Lines with the word "contains" in them are the ones to copy from the records.

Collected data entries
=-=-=

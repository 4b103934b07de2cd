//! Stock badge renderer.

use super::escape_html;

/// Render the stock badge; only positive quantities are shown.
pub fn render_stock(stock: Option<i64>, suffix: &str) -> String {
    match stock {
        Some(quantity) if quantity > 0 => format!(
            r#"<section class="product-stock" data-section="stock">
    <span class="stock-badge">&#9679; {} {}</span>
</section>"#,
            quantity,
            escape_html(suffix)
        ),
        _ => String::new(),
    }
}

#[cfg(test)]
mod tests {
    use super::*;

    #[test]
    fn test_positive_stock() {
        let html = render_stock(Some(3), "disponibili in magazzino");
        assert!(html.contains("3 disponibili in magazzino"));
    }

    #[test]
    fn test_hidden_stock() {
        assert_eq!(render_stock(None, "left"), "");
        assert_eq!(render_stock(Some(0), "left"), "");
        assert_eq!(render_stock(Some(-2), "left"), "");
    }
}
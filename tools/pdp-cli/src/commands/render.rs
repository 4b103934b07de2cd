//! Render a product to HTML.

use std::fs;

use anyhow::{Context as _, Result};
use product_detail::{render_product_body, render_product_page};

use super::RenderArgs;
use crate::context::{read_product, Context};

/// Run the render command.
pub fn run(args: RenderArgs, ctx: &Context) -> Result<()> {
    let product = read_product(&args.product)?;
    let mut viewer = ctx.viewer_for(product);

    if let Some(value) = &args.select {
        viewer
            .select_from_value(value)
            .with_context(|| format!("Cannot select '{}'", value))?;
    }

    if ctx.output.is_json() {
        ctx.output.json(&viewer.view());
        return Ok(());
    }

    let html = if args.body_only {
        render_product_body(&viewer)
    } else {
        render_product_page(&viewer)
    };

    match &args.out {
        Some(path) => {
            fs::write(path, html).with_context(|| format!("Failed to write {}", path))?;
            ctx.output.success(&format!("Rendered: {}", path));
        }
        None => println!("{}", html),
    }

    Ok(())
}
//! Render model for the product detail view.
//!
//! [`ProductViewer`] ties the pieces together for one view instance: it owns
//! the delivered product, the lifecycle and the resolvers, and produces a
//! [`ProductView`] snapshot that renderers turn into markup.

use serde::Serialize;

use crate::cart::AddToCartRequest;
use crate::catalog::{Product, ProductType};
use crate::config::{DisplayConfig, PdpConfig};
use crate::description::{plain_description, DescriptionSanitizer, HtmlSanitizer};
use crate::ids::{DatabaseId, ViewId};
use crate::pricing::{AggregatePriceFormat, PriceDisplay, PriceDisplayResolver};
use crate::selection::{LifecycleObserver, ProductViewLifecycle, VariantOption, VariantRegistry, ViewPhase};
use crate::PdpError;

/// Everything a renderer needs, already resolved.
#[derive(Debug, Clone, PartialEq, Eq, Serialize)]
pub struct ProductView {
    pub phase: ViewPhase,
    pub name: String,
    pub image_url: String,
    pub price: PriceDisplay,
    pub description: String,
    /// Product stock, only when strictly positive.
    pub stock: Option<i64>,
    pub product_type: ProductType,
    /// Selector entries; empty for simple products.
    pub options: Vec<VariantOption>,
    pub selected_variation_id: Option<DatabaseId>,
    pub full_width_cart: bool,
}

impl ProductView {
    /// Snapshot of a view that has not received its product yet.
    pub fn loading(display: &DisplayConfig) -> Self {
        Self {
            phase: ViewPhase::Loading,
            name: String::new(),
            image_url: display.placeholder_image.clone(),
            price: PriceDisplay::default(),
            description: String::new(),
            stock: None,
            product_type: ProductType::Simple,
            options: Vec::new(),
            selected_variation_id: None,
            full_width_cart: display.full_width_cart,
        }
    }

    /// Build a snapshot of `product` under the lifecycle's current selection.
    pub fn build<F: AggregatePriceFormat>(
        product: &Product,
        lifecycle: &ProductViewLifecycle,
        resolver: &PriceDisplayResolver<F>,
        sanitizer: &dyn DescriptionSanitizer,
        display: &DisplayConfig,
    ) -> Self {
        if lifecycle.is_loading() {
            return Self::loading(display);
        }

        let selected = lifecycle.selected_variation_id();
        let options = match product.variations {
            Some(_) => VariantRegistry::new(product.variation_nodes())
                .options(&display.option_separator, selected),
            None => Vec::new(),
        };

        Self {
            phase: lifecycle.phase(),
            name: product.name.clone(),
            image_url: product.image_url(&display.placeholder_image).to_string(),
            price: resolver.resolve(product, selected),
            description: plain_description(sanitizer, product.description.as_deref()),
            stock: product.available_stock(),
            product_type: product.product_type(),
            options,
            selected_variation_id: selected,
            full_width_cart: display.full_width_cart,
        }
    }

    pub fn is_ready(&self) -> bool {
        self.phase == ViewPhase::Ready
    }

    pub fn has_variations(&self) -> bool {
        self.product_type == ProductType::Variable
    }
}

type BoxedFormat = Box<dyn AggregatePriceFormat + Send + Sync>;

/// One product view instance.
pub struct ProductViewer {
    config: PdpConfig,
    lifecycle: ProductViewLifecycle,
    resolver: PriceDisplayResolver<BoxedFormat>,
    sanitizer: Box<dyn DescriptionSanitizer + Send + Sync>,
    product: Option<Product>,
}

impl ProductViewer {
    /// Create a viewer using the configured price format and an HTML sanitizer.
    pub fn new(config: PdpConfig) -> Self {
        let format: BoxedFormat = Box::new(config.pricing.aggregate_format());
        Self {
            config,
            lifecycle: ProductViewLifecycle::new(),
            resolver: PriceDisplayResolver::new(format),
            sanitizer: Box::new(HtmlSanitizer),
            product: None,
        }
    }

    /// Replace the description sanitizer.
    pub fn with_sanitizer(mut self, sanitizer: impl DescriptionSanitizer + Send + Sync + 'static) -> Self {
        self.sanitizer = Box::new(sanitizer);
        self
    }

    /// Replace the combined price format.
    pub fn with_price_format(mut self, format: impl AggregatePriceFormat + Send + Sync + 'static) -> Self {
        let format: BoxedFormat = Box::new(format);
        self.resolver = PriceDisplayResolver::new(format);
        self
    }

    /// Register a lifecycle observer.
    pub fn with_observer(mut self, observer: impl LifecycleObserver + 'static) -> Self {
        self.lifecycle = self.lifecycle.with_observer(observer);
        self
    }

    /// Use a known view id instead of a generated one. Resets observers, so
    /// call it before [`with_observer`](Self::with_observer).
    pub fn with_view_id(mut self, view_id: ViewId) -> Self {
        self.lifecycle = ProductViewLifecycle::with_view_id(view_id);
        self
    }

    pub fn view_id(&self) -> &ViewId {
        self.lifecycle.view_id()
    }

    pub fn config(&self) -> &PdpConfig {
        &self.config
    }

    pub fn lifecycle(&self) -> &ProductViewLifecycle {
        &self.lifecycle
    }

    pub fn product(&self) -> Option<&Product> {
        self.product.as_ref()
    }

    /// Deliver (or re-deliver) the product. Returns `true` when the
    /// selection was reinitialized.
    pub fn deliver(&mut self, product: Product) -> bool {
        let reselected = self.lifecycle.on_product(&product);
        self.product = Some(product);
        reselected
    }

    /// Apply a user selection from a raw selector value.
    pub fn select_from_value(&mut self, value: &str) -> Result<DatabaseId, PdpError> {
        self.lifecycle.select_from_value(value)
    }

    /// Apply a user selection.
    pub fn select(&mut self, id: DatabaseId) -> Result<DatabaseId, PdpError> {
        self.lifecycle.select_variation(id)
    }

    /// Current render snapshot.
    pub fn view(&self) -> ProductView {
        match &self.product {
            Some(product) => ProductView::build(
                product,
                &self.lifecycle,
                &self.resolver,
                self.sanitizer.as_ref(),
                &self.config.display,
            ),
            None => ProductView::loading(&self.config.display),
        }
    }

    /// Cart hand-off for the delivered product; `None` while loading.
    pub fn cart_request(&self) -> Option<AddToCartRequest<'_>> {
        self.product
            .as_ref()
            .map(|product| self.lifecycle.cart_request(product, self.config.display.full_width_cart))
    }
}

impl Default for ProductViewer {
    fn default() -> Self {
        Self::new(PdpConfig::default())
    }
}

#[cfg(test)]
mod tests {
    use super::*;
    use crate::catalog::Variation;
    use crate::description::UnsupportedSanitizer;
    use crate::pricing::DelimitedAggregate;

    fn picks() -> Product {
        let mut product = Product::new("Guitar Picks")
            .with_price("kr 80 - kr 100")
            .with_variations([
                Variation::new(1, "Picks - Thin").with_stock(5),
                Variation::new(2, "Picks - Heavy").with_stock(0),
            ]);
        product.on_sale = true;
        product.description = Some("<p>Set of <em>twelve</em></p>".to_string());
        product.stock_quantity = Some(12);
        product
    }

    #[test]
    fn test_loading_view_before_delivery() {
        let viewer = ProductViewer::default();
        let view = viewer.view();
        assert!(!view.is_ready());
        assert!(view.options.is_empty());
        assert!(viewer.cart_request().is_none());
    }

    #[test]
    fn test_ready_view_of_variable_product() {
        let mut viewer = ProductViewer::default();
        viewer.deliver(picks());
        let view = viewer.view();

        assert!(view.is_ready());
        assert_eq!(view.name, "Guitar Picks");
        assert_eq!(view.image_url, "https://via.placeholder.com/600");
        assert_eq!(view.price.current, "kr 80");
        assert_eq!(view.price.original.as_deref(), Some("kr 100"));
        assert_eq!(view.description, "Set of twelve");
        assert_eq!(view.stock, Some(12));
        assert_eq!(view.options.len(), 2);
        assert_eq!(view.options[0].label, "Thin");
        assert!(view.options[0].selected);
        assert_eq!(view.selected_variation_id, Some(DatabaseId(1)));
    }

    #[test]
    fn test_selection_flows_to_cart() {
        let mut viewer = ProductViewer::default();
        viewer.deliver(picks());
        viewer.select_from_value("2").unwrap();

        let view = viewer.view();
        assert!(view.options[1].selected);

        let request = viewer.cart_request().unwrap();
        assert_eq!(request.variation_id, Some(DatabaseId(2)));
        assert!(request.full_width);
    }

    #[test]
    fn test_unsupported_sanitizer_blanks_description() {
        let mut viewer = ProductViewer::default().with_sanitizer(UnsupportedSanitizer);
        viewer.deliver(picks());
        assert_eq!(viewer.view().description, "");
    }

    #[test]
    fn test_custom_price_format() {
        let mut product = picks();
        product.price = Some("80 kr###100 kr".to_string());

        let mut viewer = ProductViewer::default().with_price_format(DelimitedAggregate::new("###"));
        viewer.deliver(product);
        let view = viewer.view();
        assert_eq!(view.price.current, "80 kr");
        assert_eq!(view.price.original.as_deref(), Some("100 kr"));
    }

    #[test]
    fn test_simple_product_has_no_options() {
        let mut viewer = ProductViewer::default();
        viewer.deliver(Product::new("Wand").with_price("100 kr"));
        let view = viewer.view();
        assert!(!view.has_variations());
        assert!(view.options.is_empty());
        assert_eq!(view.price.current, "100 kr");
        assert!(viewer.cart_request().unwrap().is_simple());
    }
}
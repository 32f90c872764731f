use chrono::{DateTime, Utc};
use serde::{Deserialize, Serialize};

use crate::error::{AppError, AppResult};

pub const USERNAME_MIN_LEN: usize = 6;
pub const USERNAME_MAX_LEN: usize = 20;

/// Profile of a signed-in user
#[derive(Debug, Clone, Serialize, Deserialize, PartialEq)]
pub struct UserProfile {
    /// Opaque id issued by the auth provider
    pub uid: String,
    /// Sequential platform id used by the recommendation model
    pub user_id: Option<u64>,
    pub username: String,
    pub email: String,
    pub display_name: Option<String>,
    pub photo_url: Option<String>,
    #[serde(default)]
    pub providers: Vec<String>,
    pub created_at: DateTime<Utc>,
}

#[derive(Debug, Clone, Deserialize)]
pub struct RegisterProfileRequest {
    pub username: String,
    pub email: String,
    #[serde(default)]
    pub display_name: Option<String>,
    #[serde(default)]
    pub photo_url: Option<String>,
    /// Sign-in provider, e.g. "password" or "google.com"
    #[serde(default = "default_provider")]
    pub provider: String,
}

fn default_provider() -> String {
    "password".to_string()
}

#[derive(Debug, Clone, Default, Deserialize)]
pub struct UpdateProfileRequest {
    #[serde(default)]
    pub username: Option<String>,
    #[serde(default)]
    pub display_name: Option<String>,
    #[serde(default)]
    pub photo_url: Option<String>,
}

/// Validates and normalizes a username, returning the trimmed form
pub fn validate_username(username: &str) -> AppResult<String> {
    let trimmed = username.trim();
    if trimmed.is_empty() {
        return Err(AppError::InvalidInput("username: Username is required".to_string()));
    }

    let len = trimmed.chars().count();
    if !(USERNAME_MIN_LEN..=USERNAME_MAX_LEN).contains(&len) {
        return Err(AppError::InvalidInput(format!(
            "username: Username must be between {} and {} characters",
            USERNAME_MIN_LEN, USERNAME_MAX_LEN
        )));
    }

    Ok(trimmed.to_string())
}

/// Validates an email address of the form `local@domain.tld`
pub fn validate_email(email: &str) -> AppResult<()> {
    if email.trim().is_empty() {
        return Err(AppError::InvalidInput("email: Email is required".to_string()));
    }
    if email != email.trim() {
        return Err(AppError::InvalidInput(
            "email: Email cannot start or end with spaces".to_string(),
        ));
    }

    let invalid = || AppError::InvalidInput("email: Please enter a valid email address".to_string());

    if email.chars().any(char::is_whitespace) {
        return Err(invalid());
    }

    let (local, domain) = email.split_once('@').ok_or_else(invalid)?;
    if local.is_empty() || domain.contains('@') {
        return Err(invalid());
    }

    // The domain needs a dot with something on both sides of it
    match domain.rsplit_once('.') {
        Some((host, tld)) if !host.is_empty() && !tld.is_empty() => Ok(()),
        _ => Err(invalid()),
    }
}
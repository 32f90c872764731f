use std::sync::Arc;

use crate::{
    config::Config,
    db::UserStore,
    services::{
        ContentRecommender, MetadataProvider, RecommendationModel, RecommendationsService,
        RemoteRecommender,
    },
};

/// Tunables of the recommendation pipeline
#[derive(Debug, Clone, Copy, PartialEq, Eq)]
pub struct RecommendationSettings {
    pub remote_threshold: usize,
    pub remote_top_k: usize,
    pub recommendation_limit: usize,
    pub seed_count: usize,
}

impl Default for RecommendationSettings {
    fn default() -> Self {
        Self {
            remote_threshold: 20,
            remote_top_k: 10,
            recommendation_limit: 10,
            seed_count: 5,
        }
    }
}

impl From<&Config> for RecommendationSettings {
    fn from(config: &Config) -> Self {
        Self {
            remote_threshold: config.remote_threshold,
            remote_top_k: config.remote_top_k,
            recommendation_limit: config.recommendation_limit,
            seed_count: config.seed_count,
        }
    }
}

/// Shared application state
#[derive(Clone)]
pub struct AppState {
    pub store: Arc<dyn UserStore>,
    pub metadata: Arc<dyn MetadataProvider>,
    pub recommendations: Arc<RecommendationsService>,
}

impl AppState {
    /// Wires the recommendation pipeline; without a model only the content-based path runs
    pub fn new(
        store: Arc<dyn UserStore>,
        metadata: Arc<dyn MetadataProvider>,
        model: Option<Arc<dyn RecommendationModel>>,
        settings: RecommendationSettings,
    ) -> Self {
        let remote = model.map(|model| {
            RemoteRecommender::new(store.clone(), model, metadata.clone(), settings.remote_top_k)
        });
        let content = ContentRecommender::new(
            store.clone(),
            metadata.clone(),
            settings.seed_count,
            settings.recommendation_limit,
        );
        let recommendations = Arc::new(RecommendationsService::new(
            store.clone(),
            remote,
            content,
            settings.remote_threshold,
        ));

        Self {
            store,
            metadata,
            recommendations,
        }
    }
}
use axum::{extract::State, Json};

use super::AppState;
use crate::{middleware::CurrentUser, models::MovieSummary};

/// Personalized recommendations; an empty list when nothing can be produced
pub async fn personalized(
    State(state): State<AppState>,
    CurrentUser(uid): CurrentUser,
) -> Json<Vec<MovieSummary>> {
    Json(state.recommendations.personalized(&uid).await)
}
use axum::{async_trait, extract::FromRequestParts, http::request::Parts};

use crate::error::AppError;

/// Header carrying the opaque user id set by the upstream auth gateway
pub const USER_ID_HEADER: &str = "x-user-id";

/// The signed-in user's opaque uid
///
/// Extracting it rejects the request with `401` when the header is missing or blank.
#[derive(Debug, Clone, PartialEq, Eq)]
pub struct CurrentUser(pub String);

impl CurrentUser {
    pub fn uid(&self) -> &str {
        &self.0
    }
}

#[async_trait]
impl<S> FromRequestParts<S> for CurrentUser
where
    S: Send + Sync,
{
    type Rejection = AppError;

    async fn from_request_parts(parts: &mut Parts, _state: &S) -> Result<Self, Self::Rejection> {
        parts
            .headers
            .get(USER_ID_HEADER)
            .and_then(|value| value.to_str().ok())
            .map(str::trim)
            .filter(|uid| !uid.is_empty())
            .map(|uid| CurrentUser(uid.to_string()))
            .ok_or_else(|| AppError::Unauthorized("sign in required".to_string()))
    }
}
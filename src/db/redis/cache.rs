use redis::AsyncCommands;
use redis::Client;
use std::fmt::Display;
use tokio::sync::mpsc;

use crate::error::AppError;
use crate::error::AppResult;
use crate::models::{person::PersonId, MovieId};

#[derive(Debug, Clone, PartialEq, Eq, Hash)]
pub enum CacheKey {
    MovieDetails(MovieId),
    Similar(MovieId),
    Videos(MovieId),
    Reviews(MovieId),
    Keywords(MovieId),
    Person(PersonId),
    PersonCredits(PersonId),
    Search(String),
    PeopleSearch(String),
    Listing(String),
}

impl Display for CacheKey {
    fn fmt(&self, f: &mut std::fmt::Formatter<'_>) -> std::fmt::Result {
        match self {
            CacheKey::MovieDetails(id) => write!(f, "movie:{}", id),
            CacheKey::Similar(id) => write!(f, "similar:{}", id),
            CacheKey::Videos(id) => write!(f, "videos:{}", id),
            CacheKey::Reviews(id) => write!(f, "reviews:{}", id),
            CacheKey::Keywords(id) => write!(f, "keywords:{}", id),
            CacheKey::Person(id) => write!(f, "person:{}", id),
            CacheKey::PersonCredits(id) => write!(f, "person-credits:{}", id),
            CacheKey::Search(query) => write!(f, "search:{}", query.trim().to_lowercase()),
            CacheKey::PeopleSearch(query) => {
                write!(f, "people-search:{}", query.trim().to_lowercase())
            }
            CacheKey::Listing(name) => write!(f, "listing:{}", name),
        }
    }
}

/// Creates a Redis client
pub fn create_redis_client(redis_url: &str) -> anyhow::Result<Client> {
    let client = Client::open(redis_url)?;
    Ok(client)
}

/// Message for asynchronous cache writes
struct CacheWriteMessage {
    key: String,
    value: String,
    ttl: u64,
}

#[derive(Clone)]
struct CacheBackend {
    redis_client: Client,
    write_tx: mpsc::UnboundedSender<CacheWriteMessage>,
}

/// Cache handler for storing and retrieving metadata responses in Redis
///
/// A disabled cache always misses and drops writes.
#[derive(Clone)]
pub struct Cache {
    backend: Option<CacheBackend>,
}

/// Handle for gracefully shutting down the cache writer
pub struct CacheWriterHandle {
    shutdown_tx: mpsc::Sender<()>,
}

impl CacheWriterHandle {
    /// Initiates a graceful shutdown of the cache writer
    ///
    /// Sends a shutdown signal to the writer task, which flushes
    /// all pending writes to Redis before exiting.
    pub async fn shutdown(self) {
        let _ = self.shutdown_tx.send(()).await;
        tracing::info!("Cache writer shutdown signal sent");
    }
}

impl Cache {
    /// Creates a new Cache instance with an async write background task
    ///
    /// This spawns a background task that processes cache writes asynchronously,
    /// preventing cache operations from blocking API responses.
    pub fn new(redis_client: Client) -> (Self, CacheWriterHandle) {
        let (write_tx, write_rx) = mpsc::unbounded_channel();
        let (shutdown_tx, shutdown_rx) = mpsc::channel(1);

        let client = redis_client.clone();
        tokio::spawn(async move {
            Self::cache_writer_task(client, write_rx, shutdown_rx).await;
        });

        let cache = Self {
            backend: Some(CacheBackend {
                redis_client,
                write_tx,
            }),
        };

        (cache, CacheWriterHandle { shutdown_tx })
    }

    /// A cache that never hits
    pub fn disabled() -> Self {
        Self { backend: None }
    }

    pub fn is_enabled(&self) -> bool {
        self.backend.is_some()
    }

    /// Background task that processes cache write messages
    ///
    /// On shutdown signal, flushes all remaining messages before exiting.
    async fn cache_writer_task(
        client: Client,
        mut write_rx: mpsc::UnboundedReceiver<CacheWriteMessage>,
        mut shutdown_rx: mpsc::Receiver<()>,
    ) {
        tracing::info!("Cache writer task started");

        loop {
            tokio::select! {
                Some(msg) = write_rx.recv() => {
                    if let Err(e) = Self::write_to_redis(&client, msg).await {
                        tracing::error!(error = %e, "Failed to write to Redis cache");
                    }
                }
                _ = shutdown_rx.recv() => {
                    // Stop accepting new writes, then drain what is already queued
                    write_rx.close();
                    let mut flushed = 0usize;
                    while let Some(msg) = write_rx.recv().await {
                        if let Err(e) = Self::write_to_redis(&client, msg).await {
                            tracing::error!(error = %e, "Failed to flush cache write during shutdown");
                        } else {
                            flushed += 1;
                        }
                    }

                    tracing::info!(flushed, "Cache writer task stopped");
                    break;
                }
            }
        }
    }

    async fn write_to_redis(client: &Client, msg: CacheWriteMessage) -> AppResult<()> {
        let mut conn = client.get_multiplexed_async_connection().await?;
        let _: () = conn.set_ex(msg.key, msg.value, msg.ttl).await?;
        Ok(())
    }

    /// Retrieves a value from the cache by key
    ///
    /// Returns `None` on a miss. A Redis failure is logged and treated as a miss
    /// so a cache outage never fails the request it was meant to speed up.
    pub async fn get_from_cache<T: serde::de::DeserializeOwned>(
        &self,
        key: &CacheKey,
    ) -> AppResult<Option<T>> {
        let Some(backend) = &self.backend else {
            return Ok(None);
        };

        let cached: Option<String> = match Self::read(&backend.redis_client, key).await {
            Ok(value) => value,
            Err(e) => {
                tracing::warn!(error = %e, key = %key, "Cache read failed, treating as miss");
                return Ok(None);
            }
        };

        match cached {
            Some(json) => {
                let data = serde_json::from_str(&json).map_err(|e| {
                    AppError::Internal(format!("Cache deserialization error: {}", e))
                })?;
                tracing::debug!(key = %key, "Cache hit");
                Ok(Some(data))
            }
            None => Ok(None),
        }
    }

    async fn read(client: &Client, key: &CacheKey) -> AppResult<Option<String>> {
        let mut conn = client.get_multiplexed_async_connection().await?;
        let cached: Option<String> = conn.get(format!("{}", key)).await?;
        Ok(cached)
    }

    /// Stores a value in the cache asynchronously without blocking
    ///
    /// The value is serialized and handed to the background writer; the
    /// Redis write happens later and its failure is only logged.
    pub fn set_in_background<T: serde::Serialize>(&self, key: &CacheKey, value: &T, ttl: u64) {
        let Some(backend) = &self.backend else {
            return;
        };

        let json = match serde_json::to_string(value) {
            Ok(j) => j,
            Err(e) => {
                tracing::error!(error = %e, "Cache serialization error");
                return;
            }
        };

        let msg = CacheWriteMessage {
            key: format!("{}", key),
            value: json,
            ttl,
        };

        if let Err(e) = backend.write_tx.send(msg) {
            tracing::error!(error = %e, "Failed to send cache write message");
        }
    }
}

=-=-=

Response below>
        assert!(html.contains("3 disponibili in magazzino"));
    if !(USERNAME_MIN_LEN..=USERNAME_MAX_LEN).contains(&len) {
    if local.is_empty() || domain.contains('@') {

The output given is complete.